California Attorney General Kamala Harris is one of the key players involved in the 50 state negotiations. The state was the seat of a good proportion of mortgage fraud nationally, and the California Attorney General’s office is one of the only state AG offices with enough legal resources to impact the national housing framework. Understanding how she thinks about politics matters, because this is how critical decisions are made. Harris’s decision-making seems to be driven by personal connections and fundraising networks. This is not at all unusual, but it does contrast a bit with other types of public servants, who often see their job as serving the law itself. So what do her personal connections and fundraising networks look like?
Well, largely she shares them with President Obama, who endorsed her late in 2010 for the AG office. Her brother-in-law, Tony West, was key fundraiser for Obama in California, having helped raise $65 million for Obama in the state, and he is considered a rising star in the Democratic Party. He now works at the DOJ and has expanded the Civil Rights department to take on some elements of mortgage fraud. The DOJ has an internal directive to make mortgage fraud a top priority, but what mortgage fraud means to the DOJ are mortgage modification scams and penny ante borrowers ripping off fly-by-night lenders. West, while not the direct actor in the DOJ’s settlement talks, is in all likelihood involved in pressure on state AGs to sign on to a settlement. And it’s simply inconceivable he hasn’t dealt with his sister-in-law and political ally on the matter. Harris and West are part of a coherent political network, and much of the strength of that network has to do with reinforcing the traditional bank-friendly policies of the Democratic elite and then using that to create political support.

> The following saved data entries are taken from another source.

//! Distributed point function over Z/2^64Z.
//!
//! `gen(domain, alpha, beta, rng)` produces a key pair for the function
//! that is `beta` at `alpha` and zero elsewhere; evaluating both keys at
//! any point yields additive shares of the function value (party 0 emits
//! `+s`, party 1 emits `-s`, so reconstruction is a wrapping add).
//!
//! The tree walks `ceil(log2(domain))` levels; bit 0 of `alpha` is the most
//! significant bit of that representation. Off the path to `alpha` the two
//! parties' states are forced equal by the per-level correction words,
//! while on the path their control bits keep xoring to one.

use rand::RngCore;
use thiserror::Error;

use crate::prg::{expand, PrgOutput};
use crate::ring::Ring64;

#[derive(Debug, Error, PartialEq, Eq)]
pub enum DpfError {
    #[error("domain size must be at least 1")]
    DomainEmpty,
    #[error("point {alpha} outside domain of size {domain}")]
    AlphaOutOfRange { alpha: u64, domain: u64 },
}

/// Per-level correction word, identical in both keys.
#[derive(Clone, Copy, Debug, PartialEq, Eq)]
pub struct CorrectionWord {
    pub s_l: u64,
    pub s_r: u64,
    pub t_l: bool,
    pub t_r: bool,
}

/// One party's DPF key. The two keys of a pair share `cws` and `cw_out`
/// and differ only in the root seed and control bit.
#[derive(Clone, Debug, PartialEq, Eq)]
pub struct DpfKey {
    pub s0: u64,
    pub t0: bool,
    pub cws: Vec<CorrectionWord>,
    pub cw_out: u64,
}

impl DpfKey {
    /// Tree depth; equals `ceil(log2(domain))` of the generation domain.
    pub fn levels(&self) -> usize {
        self.cws.len()
    }
}

/// `ceil(log2(domain))`, with the convention that a singleton domain needs
/// zero levels.
pub fn levels_for(domain: u64) -> usize {
    if domain <= 1 {
        0
    } else {
        (64 - (domain - 1).leading_zeros()) as usize
    }
}

fn bit_at(x: u64, level: usize, levels: usize) -> bool {
    (x >> (levels - 1 - level)) & 1 == 1
}

/// Advance one party's state by one level: apply the correction word when
/// the control bit is set, then take the requested branch.
fn descend(g: &PrgOutput, t: bool, cw: &CorrectionWord, right: bool) -> (u64, bool) {
    let (mut s_l, mut s_r, mut t_l, mut t_r) = (g.s_l, g.s_r, g.t_l, g.t_r);
    if t {
        s_l ^= cw.s_l;
        t_l ^= cw.t_l;
        s_r ^= cw.s_r;
        t_r ^= cw.t_r;
    }
    if right {
        (s_r, t_r)
    } else {
        (s_l, t_l)
    }
}

/// Generate a key pair for the point function `f(alpha) = beta`, zero
/// elsewhere, over `[0, domain)`.
pub fn gen(
    domain: u64,
    alpha: u64,
    beta: Ring64,
    rng: &mut dyn RngCore,
) -> Result<(DpfKey, DpfKey), DpfError> {
    if domain == 0 {
        return Err(DpfError::DomainEmpty);
    }
    if alpha >= domain {
        return Err(DpfError::AlphaOutOfRange { alpha, domain });
    }

    let levels = levels_for(domain);
    let root_a = rng.next_u64();
    let root_b = rng.next_u64();

    // Root control bits must differ; the on-path invariant is tA ^ tB = 1.
    let (mut s_a, mut t_a) = (root_a, false);
    let (mut s_b, mut t_b) = (root_b, true);

    let mut cws = Vec::with_capacity(levels);
    for level in 0..levels {
        let on_right = bit_at(alpha, level, levels);
        let g_a = expand(s_a);
        let g_b = expand(s_b);

        let mut cw = CorrectionWord {
            s_l: g_a.s_l ^ g_b.s_l,
            s_r: g_a.s_r ^ g_b.s_r,
            t_l: g_a.t_l ^ g_b.t_l,
            t_r: g_a.t_r ^ g_b.t_r,
        };
        // Flip exactly one control delta: the on-path branch keeps the
        // t-xor at one, the off-path branch collapses it to zero.
        if on_right {
            cw.t_r = !cw.t_r;
        } else {
            cw.t_l = !cw.t_l;
        }
        cws.push(cw);

        let (next_a, next_t_a) = descend(&g_a, t_a, &cw, on_right);
        let (next_b, next_t_b) = descend(&g_b, t_b, &cw, on_right);
        s_a = next_a;
        t_a = next_t_a;
        s_b = next_b;
        t_b = next_t_b;
    }

    // Exactly one leaf control bit is set; program the final correction so
    // the reconstructed leaf value is beta.
    let cw_out = if t_a {
        let s_star = beta.into_inner().wrapping_add(s_b);
        s_a ^ s_star
    } else {
        let s_star = s_a.wrapping_sub(beta.into_inner());
        s_b ^ s_star
    };

    let key0 = DpfKey {
        s0: root_a,
        t0: false,
        cws: cws.clone(),
        cw_out,
    };
    let key1 = DpfKey {
        s0: root_b,
        t0: true,
        cws,
        cw_out,
    };
    Ok((key0, key1))
}

/// Evaluate one key at a single point `x` of the generation domain.
pub fn eval(key: &DpfKey, x: u64) -> Ring64 {
    let levels = key.cws.len();
    let (mut s, mut t) = (key.s0, key.t0);
    for level in 0..levels {
        let g = expand(s);
        let (next_s, next_t) = descend(&g, t, &key.cws[level], bit_at(x, level, levels));
        s = next_s;
        t = next_t;
    }
    if t {
        s ^= key.cw_out;
    }
    let y = Ring64::new(s);
    if key.t0 {
        -y
    } else {
        y
    }
}

/// Evaluate one key over the whole domain `[0, domain)` with a single tree
/// walk, one PRG expansion per internal node. Output agrees with [`eval`]
/// at every point.
pub fn eval_full(key: &DpfKey, domain: u64) -> Vec<Ring64> {
    let mut out = Vec::with_capacity(domain as usize);
    walk(key, 0, key.s0, key.t0, domain, &mut out);
    out
}

fn walk(key: &DpfKey, depth: usize, s: u64, t: bool, domain: u64, out: &mut Vec<Ring64>) {
    if out.len() as u64 == domain {
        return;
    }
    if depth == key.cws.len() {
        let mut s = s;
        if t {
            s ^= key.cw_out;
        }
        let y = Ring64::new(s);
        out.push(if key.t0 { -y } else { y });
        return;
    }
    let g = expand(s);
    let (s_l, t_l) = descend(&g, t, &key.cws[depth], false);
    walk(key, depth + 1, s_l, t_l, domain, out);
    let (s_r, t_r) = descend(&g, t, &key.cws[depth], true);
    walk(key, depth + 1, s_r, t_r, domain, out);
}

#[cfg(test)]
mod tests {
    use super::*;
    use rand::SeedableRng;
    use rand_chacha::ChaCha12Rng;

    fn rng() -> ChaCha12Rng {
        ChaCha12Rng::seed_from_u64(0x0B11_7EC5)
    }

    fn reconstruct(k0: &DpfKey, k1: &DpfKey, domain: u64) -> Vec<Ring64> {
        let y0 = eval_full(k0, domain);
        let y1 = eval_full(k1, domain);
        y0.into_iter().zip(y1).map(|(a, b)| a + b).collect()
    }

    #[test]
    fn levels_for_small_domains() {
        assert_eq!(levels_for(1), 0);
        assert_eq!(levels_for(2), 1);
        assert_eq!(levels_for(3), 2);
        assert_eq!(levels_for(4), 2);
        assert_eq!(levels_for(5), 3);
        assert_eq!(levels_for(1 << 20), 20);
    }

    #[test]
    fn point_function_small_domain() {
        // domain 4, alpha 2, beta 7: sums must be (0, 0, 7, 0).
        let mut rng = rng();
        let (k0, k1) = gen(4, 2, Ring64::new(7), &mut rng).unwrap();
        assert_eq!(k0.levels(), 2);
        let sums = reconstruct(&k0, &k1, 4);
        assert_eq!(
            sums,
            vec![Ring64::ZERO, Ring64::ZERO, Ring64::new(7), Ring64::ZERO]
        );
    }

    #[test]
    fn singleton_domain() {
        let mut rng = rng();
        let (k0, k1) = gen(1, 0, Ring64::new(42), &mut rng).unwrap();
        assert!(k0.cws.is_empty());
        assert!(k1.cws.is_empty());
        assert_eq!(eval(&k0, 0) + eval(&k1, 0), Ring64::new(42));
    }

    #[test]
    fn key_shape() {
        let mut rng = rng();
        let (k0, k1) = gen(13, 5, Ring64::new(99), &mut rng).unwrap();
        assert_eq!(k0.levels(), levels_for(13));
        assert!(!k0.t0);
        assert!(k1.t0);
        assert_eq!(k0.cws, k1.cws);
        assert_eq!(k0.cw_out, k1.cw_out);
        assert_ne!(k0.s0, k1.s0);
    }

    #[test]
    fn all_points_all_alphas() {
        let mut rng = rng();
        for domain in 1..=9u64 {
            for alpha in 0..domain {
                let beta = Ring64::new(rng.next_u64());
                let (k0, k1) = gen(domain, alpha, beta, &mut rng).unwrap();
                let sums = reconstruct(&k0, &k1, domain);
                for (x, sum) in sums.iter().enumerate() {
                    let expected = if x as u64 == alpha { beta } else { Ring64::ZERO };
                    assert_eq!(*sum, expected, "domain={domain} alpha={alpha} x={x}");
                }
            }
        }
    }

    #[test]
    fn negative_beta_reconstructs() {
        let mut rng = rng();
        let beta = Ring64::from_signed(-12345);
        let (k0, k1) = gen(8, 3, beta, &mut rng).unwrap();
        let sums = reconstruct(&k0, &k1, 8);
        assert_eq!(sums[3], beta);
        assert!(sums.iter().enumerate().all(|(x, s)| x == 3 || *s == Ring64::ZERO));
    }

    #[test]
    fn full_domain_matches_pointwise() {
        let mut rng = rng();
        let (k0, _) = gen(11, 7, Ring64::new(1), &mut rng).unwrap();
        let full = eval_full(&k0, 11);
        for x in 0..11u64 {
            assert_eq!(full[x as usize], eval(&k0, x));
        }
    }

    #[test]
    fn rejects_bad_parameters() {
        let mut rng = rng();
        assert_eq!(
            gen(0, 0, Ring64::ZERO, &mut rng).unwrap_err(),
            DpfError::DomainEmpty
        );
        assert_eq!(
            gen(4, 4, Ring64::ZERO, &mut rng).unwrap_err(),
            DpfError::AlphaOutOfRange { alpha: 4, domain: 4 }
        );
    }
}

The first indication that as California AG Harris was more sympathetic to the Obama side of the ledger on banking is that one of her first decisions as AG was to let off Angelo Mozilo without admitting to wrong-doing or personally paying a fine (the small money that went to restitution came from Bank of America shareholders). I suspect the issue is actually more personal to her than legal, not because she particularly cares about finance or foreclosures, but because her friends and allies are very concerned about ensuring that the banks get a release. In their view, this will cause the housing market to clear, the economy to recover, and then help reelection chances.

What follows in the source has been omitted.